Tuesday, April 13, 2010

Weeks Too Late: Clash of the Titans

Weeks Too Late: Clash of the Titans. Directed by Louis Leterrier & Written by Travis Beacham & Phil Hay.

Preconceptions: I like movies about monsters and swording. A lot. There are few things I enjoy more than clapping my hands while a hero jumps around stabbing at some great rubber or CG thing (too easy). I haven't seen the original Clash of the Titans since I was a very young girl, but I enjoyed it then and my tastes have changed very little. Fortunately for you, my little cupcakes, I haven't seen it in ages and this review will not be me boo-hooing about how a treasured childhood memory has been ruined. I have, however, read the Greek myths about Perseus recently, but I'll try to keep my nerd complaining to a minimum (no promises).

General Review: You know I don't like to talk about the acting first...but I can't seem to get past how much I hate Sam Worthington. I keep trying to write about other aspects of the movie, both ones that I enjoyed and hated, but Worthington's terrible acting is stuck in my craw. In this day and age, I rarely go out to see a movie where the headliner's acting is truly rancid. Oh it happens (like when I'm forced to watch that mouth breathing skank bucket Megan Fox), but usually it'll be that the quality of acting isn't what I'm expecting, or it's a bit flat.

Worthington's skill level shouldn't be seen outside of fan films and it certainly shouldn't be seen in a giant blockbuster. He was flat and uninspired in Avatar, but I didn't hold that against him. The writing in that was pretty lame and even one of my favourite leading ladies Sigourney Weaver (who's gone from MILF to GILF in my books) didn't make her role sparkle.

As a side note, does loving Sigourney Weaver and hating Megan Fox make me a tired gay man stereotype? I'm leaning towards yes. Stupid Wren, quit being a hack. Where was I? Yes. Worthington had some not terrible standard heroic speeches, the whole "Gods killed my family, who needs gods?" "lets all go show those giant monsters!" sort of thing. He might as well have been telling me about the soup special. Apparently, he falls in love with one of the chick characters, but you could have fooled me. You'd think getting into a mock fight and grinding her into the floor would show interest, but nope, not that I could see.

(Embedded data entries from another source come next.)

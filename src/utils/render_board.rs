//! Terminal-oriented Unicode board renderer.
//!
//! Draws the 10x10 grid with row 0 at the top. Unplayable squares are blank,
//! empty playable squares are `·`, and each row ends with the 1-based square
//! numbers it holds so diagrams can be read against move notation.

use crate::game_state::board::Board;
use crate::game_state::draughts_rules::{GRID, SQUARES_PER_ROW};
use crate::game_state::draughts_types::{Color, Piece, PieceKind};
use crate::moves::directions::square_at;

pub fn render_board(board: &Board) -> String {
    let mut out = String::new();

    for row in 0..GRID {
        for column in 0..GRID {
            let cell = match square_at(column as i8, row as i8) {
                Some(square) => board.piece_at(square).map_or('·', piece_to_unicode),
                None => ' ',
            };
            out.push(cell);
            if column + 1 < GRID {
                out.push(' ');
            }
        }

        let first = u16::from(row) * u16::from(SQUARES_PER_ROW) + 1;
        let last = first + u16::from(SQUARES_PER_ROW) - 1;
        out.push_str(&format!("  {first:>2}-{last:>2}"));

        if row + 1 < GRID {
            out.push('\n');
        }
    }

    out
}

fn piece_to_unicode(piece: Piece) -> char {
    match (piece.color, piece.kind) {
        (Color::White, PieceKind::Man) => '⛀',
        (Color::White, PieceKind::King) => '⛁',
        (Color::Black, PieceKind::Man) => '⛂',
        (Color::Black, PieceKind::King) => '⛃',
    }
}
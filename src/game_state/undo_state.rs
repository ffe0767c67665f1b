use crate::game_state::board::Board;
use crate::game_state::draughts_types::Color;
use crate::moves::draughts_move::Move;

/// Single history record for `GameSession::play` / `GameSession::undo`.
#[derive(Debug, Clone)]
pub struct UndoState {
    pub mv: Move,
    pub side: Color,
    pub board_before: Board,
}
//! Cluster membership, election and reporting endpoints

use axum::{
    extract::{Path, State},
    http::StatusCode,
    response::Json,
    routing::{delete, get, post},
    Router,
};
use serde::Deserialize;
use serde_json::{json, Value};

use crate::{
    core::{
        cluster::{ElectionAlgorithm, ElectionOutcome},
        orchestrator::{Analytics, FailoverReport, MembershipChange, NodeSpec, Snapshot},
    },
    error::Result,
    AppState,
};

pub fn cluster_router() -> Router<AppState> {
    Router::new()
        .route("/snapshot", get(get_snapshot))
        .route("/analytics", get(get_analytics))
        .route("/nodes", post(add_node))
        .route("/nodes/:node_id", delete(remove_node))
        .route("/nodes/:node_id/heartbeat", post(heartbeat))
        .route("/election", post(elect_leader))
        .route("/failover", post(failover))
}

#[derive(Debug, Default, Deserialize)]
struct ElectionRequest {
    algorithm: Option<String>,
}

pub async fn health(State(state): State<AppState>) -> Json<Value> {
    let snapshot = state.orchestrator.snapshot().await;
    Json(json!({
        "status": "ok",
        "node_id": snapshot.node_id,
        "leader": snapshot.leader,
        "uptime": snapshot.uptime,
        "timestamp": chrono::Utc::now().to_rfc3339()
    }))
}

async fn get_snapshot(State(state): State<AppState>) -> Json<Snapshot> {
    Json(state.orchestrator.snapshot().await)
}

async fn get_analytics(State(state): State<AppState>) -> Json<Analytics> {
    Json(state.orchestrator.analytics().await)
}

async fn add_node(
    State(state): State<AppState>,
    Json(spec): Json<NodeSpec>,
) -> (StatusCode, Json<MembershipChange>) {
    (StatusCode::CREATED, Json(state.orchestrator.add_node(spec).await))
}

async fn remove_node(
    State(state): State<AppState>,
    Path(node_id): Path<String>,
) -> Result<Json<MembershipChange>> {
    Ok(Json(state.orchestrator.remove_node(&node_id).await?))
}

async fn heartbeat(State(state): State<AppState>, Path(node_id): Path<String>) -> Result<StatusCode> {
    state.orchestrator.heartbeat(&node_id).await?;
    Ok(StatusCode::NO_CONTENT)
}

async fn elect_leader(
    State(state): State<AppState>,
    body: Option<Json<ElectionRequest>>,
) -> Result<Json<ElectionOutcome>> {
    let request = body.map(|Json(r)| r).unwrap_or_default();
    let algorithm = match request.algorithm {
        Some(name) => name.parse::<ElectionAlgorithm>()?,
        None => ElectionAlgorithm::Bully,
    };
    Ok(Json(state.orchestrator.elect_leader(algorithm).await))
}

async fn failover(State(state): State<AppState>) -> Json<FailoverReport> {
    Json(state.orchestrator.failover().await)
}
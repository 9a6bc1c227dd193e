//! clustercore - distributed coordination primitives
//!
//! Leader election, distributed locks, quorum consensus, consistent-hash
//! partitioning, replication, cluster monitoring, service discovery and priority
//! message queues, composed by a [`DistributedOrchestrator`].

use std::sync::Arc;

pub mod config;
pub mod core;
pub mod error;
pub mod presentation;

// Re-export commonly used types
pub use crate::config::CoordinationConfig;
pub use crate::core::orchestrator::DistributedOrchestrator;
pub use error::{CoordinationError, Result};

/// State shared across HTTP handlers
#[derive(Clone)]
pub struct AppState {
    pub orchestrator: Arc<DistributedOrchestrator>,
}
//! End-to-end coordination workflows through the orchestrator

mod common;

use serde_json::json;
use std::time::Duration;

use clustercore::core::{
    cluster::ElectionAlgorithm,
    coordination::{AcquireOutcome, ConsensusType, ProposalStatus},
    data::{ConsistencyLevel, ReplicaRole, ReplicationMode},
    discovery::{LoadBalanceStrategy, ServiceQuery},
    messaging::{EnqueueOutcome, NackOutcome},
    orchestrator::{NodeSpec, NODE_SERVICE_NAME},
};
use common::TestCluster;

#[tokio::test]
async fn test_bully_election_picks_highest_priority_and_fails_over() {
    let cluster = TestCluster::new().with_nodes(3).await;
    let orchestrator = &cluster.orchestrator;

    let outcome = orchestrator.elect_leader(ElectionAlgorithm::Bully).await;
    assert_eq!(outcome.leader.as_deref(), Some("n3"));
    assert_eq!(outcome.term, 1);

    // Everyone except the leader keeps heartbeating
    cluster.clock.advance(Duration::from_secs(16));
    for node in ["n0", "n1", "n2"] {
        orchestrator.heartbeat(node).await.unwrap();
    }

    let report = orchestrator.failover().await;
    assert!(!report.leader_healthy);
    let reelection = report.reelection.unwrap();
    assert_eq!(reelection.old_leader.as_deref(), Some("n3"));
    assert_eq!(reelection.new_leader.as_deref(), Some("n2"));
    assert_eq!(reelection.term, 2);
    assert!(report.split_brain.has_quorum);
}

#[tokio::test]
async fn test_maintenance_detects_silent_nodes() {
    let cluster = TestCluster::new().with_nodes(2).await;
    let orchestrator = &cluster.orchestrator;
    let mut events = cluster.bus.subscribe();

    cluster.clock.advance(Duration::from_secs(61));
    orchestrator.heartbeat("n2").await.unwrap();

    let report = orchestrator.run_maintenance().await;
    assert_eq!(report.failed_nodes, vec!["n1".to_string()]);

    let event = events.recv().await.unwrap();
    assert_eq!(event.event_type(), "node_failed");

    let snapshot = orchestrator.snapshot().await;
    assert_eq!(snapshot.nodes, 3);
    assert_eq!(snapshot.active_nodes, 2);
}

#[tokio::test]
async fn test_lock_contention_and_deadlock_detection() {
    let cluster = TestCluster::new();
    let orchestrator = &cluster.orchestrator;

    assert!(orchestrator.acquire_lock("r1", "a", None, false).await.acquired());
    assert!(orchestrator.acquire_lock("r2", "b", None, false).await.acquired());

    let queued = orchestrator.acquire_lock("r2", "a", None, false).await;
    assert!(matches!(queued, AcquireOutcome::Queued { position: 1, .. }));
    orchestrator.acquire_lock("r1", "b", None, false).await;

    let report = orchestrator.detect_deadlock().await;
    assert!(report.deadlock_detected);
    assert_eq!(report.cycles, vec![vec!["a".to_string(), "b".to_string()]]);

    // Releasing r1 hands it to b and breaks the cycle
    let released = orchestrator.release_lock("r1", "a").await.unwrap();
    assert!(released.released());
    assert!(!orchestrator.detect_deadlock().await.deadlock_detected);
    let holder = orchestrator.locks().read().await.get_lock_info("r1").map(|l| l.owner.clone());
    assert_eq!(holder.as_deref(), Some("b"));
}

#[tokio::test]
async fn test_expired_lock_is_promoted_during_maintenance() {
    let cluster = TestCluster::new();
    let orchestrator = &cluster.orchestrator;
    let mut events = cluster.bus.subscribe();

    orchestrator
        .acquire_lock("deploy", "a", Some(Duration::from_secs(5)), false)
        .await;
    orchestrator.acquire_lock("deploy", "b", None, false).await;
    cluster.clock.advance(Duration::from_secs(6));

    let report = orchestrator.run_maintenance().await;
    assert_eq!(report.expired_locks.len(), 1);
    assert_eq!(report.expired_locks[0].owner, "a");
    assert_eq!(events.recv().await.unwrap().event_type(), "lock_expired");
}

#[tokio::test]
async fn test_consensus_rejection_is_final() {
    let cluster = TestCluster::new().with_nodes(2).await;
    let orchestrator = &cluster.orchestrator;
    let mut events = cluster.bus.subscribe();

    orchestrator
        .propose("schema-v2", json!({"version": 2}), Some("n0".to_string()))
        .await
        .unwrap();
    orchestrator.vote("schema-v2", "n0", true).await.unwrap();
    orchestrator.vote("schema-v2", "n1", false).await.unwrap();
    orchestrator.vote("schema-v2", "n2", false).await.unwrap();

    let outcome = orchestrator
        .check_consensus("schema-v2", ConsensusType::Majority)
        .await
        .unwrap();
    assert!(outcome.reached);
    assert_eq!(outcome.decision, Some(ProposalStatus::Rejected));
    assert_eq!(events.recv().await.unwrap().event_type(), "consensus_reached");

    orchestrator.add_node(NodeSpec::new("n3")).await;
    let late = orchestrator.vote("schema-v2", "n3", true).await;
    assert!(late.unwrap_err().is_conflict());
}

#[tokio::test]
async fn test_keys_spread_across_nodes_and_rebalance_after_removal() {
    let cluster = TestCluster::new().with_nodes(3).await;
    let orchestrator = &cluster.orchestrator;

    let mut owners = std::collections::BTreeSet::new();
    for i in 0..200 {
        let assignment = orchestrator.assign_key(&format!("user:{}", i)).await.unwrap();
        owners.insert(assignment.node_id);
    }
    assert!(owners.len() > 1);

    orchestrator.remove_node("n1").await.unwrap();
    let report = orchestrator.partitions().write().await.rebalance().unwrap();
    assert_eq!(report.total_keys, 200);

    let partitions = orchestrator.partitions().read().await;
    for i in 0..200 {
        assert_ne!(partitions.lookup_key(&format!("user:{}", i)), Some("n1"));
    }
}

#[tokio::test]
async fn test_replication_consistency_levels() {
    let cluster = TestCluster::new().with_nodes(2).await;
    let orchestrator = &cluster.orchestrator;
    {
        let mut replication = orchestrator.replication().write().await;
        replication
            .add_replica("r0", "n0", ReplicationMode::Sync, ReplicaRole::Leader)
            .unwrap();
        replication
            .add_replica("r1", "n1", ReplicationMode::Async, ReplicaRole::Follower)
            .unwrap();
    }

    let outcome = orchestrator.replicate("config", json!("a"), None, None).await.unwrap();
    assert_eq!(outcome.version, 1);
    assert_eq!(outcome.synced, 2);
    assert_eq!(outcome.lagging, 1);

    assert!(!orchestrator.read("config", ConsistencyLevel::Strong).await.consistent);
    assert!(orchestrator.read("config", ConsistencyLevel::Eventual).await.consistent);

    orchestrator
        .replicate("config", json!("b"), None, Some(ReplicationMode::Sync))
        .await
        .unwrap();
    let read = orchestrator.read("config", ConsistencyLevel::Strong).await;
    assert!(read.consistent);
    assert_eq!(read.value, Some(json!("b")));
    assert_eq!(read.version, Some(2));

    // Removing the node drops its replica
    orchestrator.remove_node("n1").await.unwrap();
    assert_eq!(orchestrator.analytics().await.replication.replicas, 1);
}

#[tokio::test]
async fn test_members_are_discoverable_and_balanced() {
    let cluster = TestCluster::new().with_nodes(2).await;
    let orchestrator = &cluster.orchestrator;

    let members = orchestrator.discover(&ServiceQuery::by_name(NODE_SERVICE_NAME)).await;
    assert_eq!(members.len(), 3);

    let mut discovery = orchestrator.discovery().write().await;
    let first = discovery.load_balance(NODE_SERVICE_NAME, LoadBalanceStrategy::RoundRobin).unwrap();
    let second = discovery.load_balance(NODE_SERVICE_NAME, LoadBalanceStrategy::RoundRobin).unwrap();
    assert_ne!(first.service_id, second.service_id);
}

#[tokio::test]
async fn test_priority_delivery_dedup_and_dead_letters() {
    let cluster = TestCluster::new();
    let orchestrator = &cluster.orchestrator;

    orchestrator.send_message("jobs", json!("low"), Some(9), None).await;
    orchestrator.send_message("jobs", json!("urgent"), Some(1), Some("job-1".to_string())).await;
    orchestrator.send_message("jobs", json!("normal"), None, None).await;

    let first = orchestrator.receive_message("jobs").await.unwrap();
    assert_eq!(first.data, json!("urgent"));
    assert!(orchestrator.ack_message(&first.message_id).await);

    let duplicate = orchestrator
        .send_message("jobs", json!("urgent"), Some(1), Some("job-1".to_string()))
        .await;
    assert!(matches!(duplicate, EnqueueOutcome::Duplicate { .. }));

    let second = orchestrator.receive_message("jobs").await.unwrap();
    assert_eq!(second.data, json!("normal"));
    let nacked = orchestrator.nack_message(&second.message_id).await.unwrap();
    assert!(matches!(nacked, NackOutcome::Requeued { retry_count: 1, .. }));

    let stats = orchestrator.analytics().await.queues;
    assert_eq!(stats.enqueued, 3);
    assert_eq!(stats.duplicates, 1);
    assert_eq!(stats.acked, 1);
    assert_eq!(stats.depth, 2);
}

#[tokio::test]
async fn test_unacked_messages_are_reclaimed() {
    let cluster = TestCluster::new();
    let orchestrator = &cluster.orchestrator;

    orchestrator.send_message("jobs", json!(1), None, None).await;
    let message = orchestrator.receive_message("jobs").await.unwrap();
    cluster.clock.advance(Duration::from_secs(31));

    let report = orchestrator.run_maintenance().await;
    assert_eq!(report.reclaimed_messages, vec![message.message_id.clone()]);
    let redelivered = orchestrator.receive_message("jobs").await.unwrap();
    assert_eq!(redelivered.message_id, message.message_id);
}

#[tokio::test]
async fn test_local_node_cannot_be_removed() {
    let cluster = TestCluster::new().with_nodes(2).await;
    let orchestrator = &cluster.orchestrator;
    orchestrator.elect_leader(ElectionAlgorithm::Bully).await;

    let err = orchestrator.remove_node("n0").await.unwrap_err();
    assert!(err.is_conflict());
    assert_eq!(err.reason(), "local_node");

    let snapshot = orchestrator.snapshot().await;
    assert_eq!(snapshot.nodes, 3);
    assert_eq!(snapshot.leader.as_deref(), Some("n2"));
    let members = orchestrator.discover(&ServiceQuery::by_name(NODE_SERVICE_NAME)).await;
    assert_eq!(members.len(), 3);
}

#[tokio::test]
async fn test_replica_set_spans_distinct_nodes() {
    let cluster = TestCluster::new().with_nodes(3).await;
    let orchestrator = &cluster.orchestrator;

    let replicas = orchestrator.replica_nodes("session:9").await.unwrap();
    assert_eq!(replicas.len(), 3);
    let distinct: std::collections::BTreeSet<_> = replicas.iter().collect();
    assert_eq!(distinct.len(), 3);

    let owner = orchestrator.assign_key("session:9").await.unwrap();
    assert_eq!(replicas[0], owner.node_id);
}

#[tokio::test]
async fn test_standalone_cluster_does_not_fail_silent_nodes() {
    let config = clustercore::config::CoordinationConfig {
        distributed_enabled: false,
        ..common::test_config()
    };
    let cluster = TestCluster::with_config(config).with_nodes(2).await;

    cluster.clock.advance(Duration::from_secs(61));
    let report = cluster.orchestrator.run_maintenance().await;
    assert!(report.failed_nodes.is_empty());
    assert_eq!(cluster.orchestrator.snapshot().await.active_nodes, 3);
}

Alright, alright, something about Titans that isn't Sam Worthington hate related. Hmm. Well, I know a lot of the visuals were meant as homages to the old movie. Unfortunately, rather than being charming they just looked cheap. How you make a multi-million dollar movie look like it was filmed in my garage with some throw pillows, I don't know.

The monster fighting and swording you ask? How was that? I stomp my little foot, because it was dull, dull, dull. Alright: the Medusa fight was pretty cool. But other than that, snoozeville. And spoiler alert: the Kraken (which I'm pretty sure has been released) looks like a giant turtle with tentacles. Pfft. The movie based on a ride had a better Kraken than that. My BATHTUB has a better Kraken (he eats the rubber duckies, I call him Bathken and he has a loofa). I don't want to waste much time talking about Hades (the main bad guy) because the movie certainly didn't take any time making him cool or interesting. But in passing, a grey, floating, hunchback does not an inspired villain make.

I know it wasn't meant to be an ensemble movie or anything, but there was a lot of walking on, delivering a line and then wandering off again. Whole groups of characters were introduced to be basically ignored the rest of the movie or killed almost immediately. I understand the need for cannon fodder in a swording movie, but eesh, why give them names at all? The gods were barely even introduced. Most of them just glittered softly in the background (while Zeus glittered outrageously in the foreground).

Now, if I may break out my myth nerd for a minute: I will say I liked the choice to make it a story about men defying the gods with their own gumption, rather than men going around picking up god-treasures and using them to win. That works a bit better for me than the original (the myth not the movie). Something they cut from the original that I do miss is Perseus being a lying, tricksy Bugs Bunny character. I liked him better as a smooth talking cheater than as the bland hero. And boy a hero could not get more bland than Sam Worth...never mind.

To conclude, I spit on Sam Worthington's name, I think this movie was filmed on location at my house and don't bother with this until the rifftrax comes out.


Random Thoughts: I'm not saying that Alexa Davalos isn't pretty or anything...but if you're going to pick someone who's supposed to be the most beautiful woman in the world, a woman who's gorgeousness threatens the gods, you might want to aim a little higher.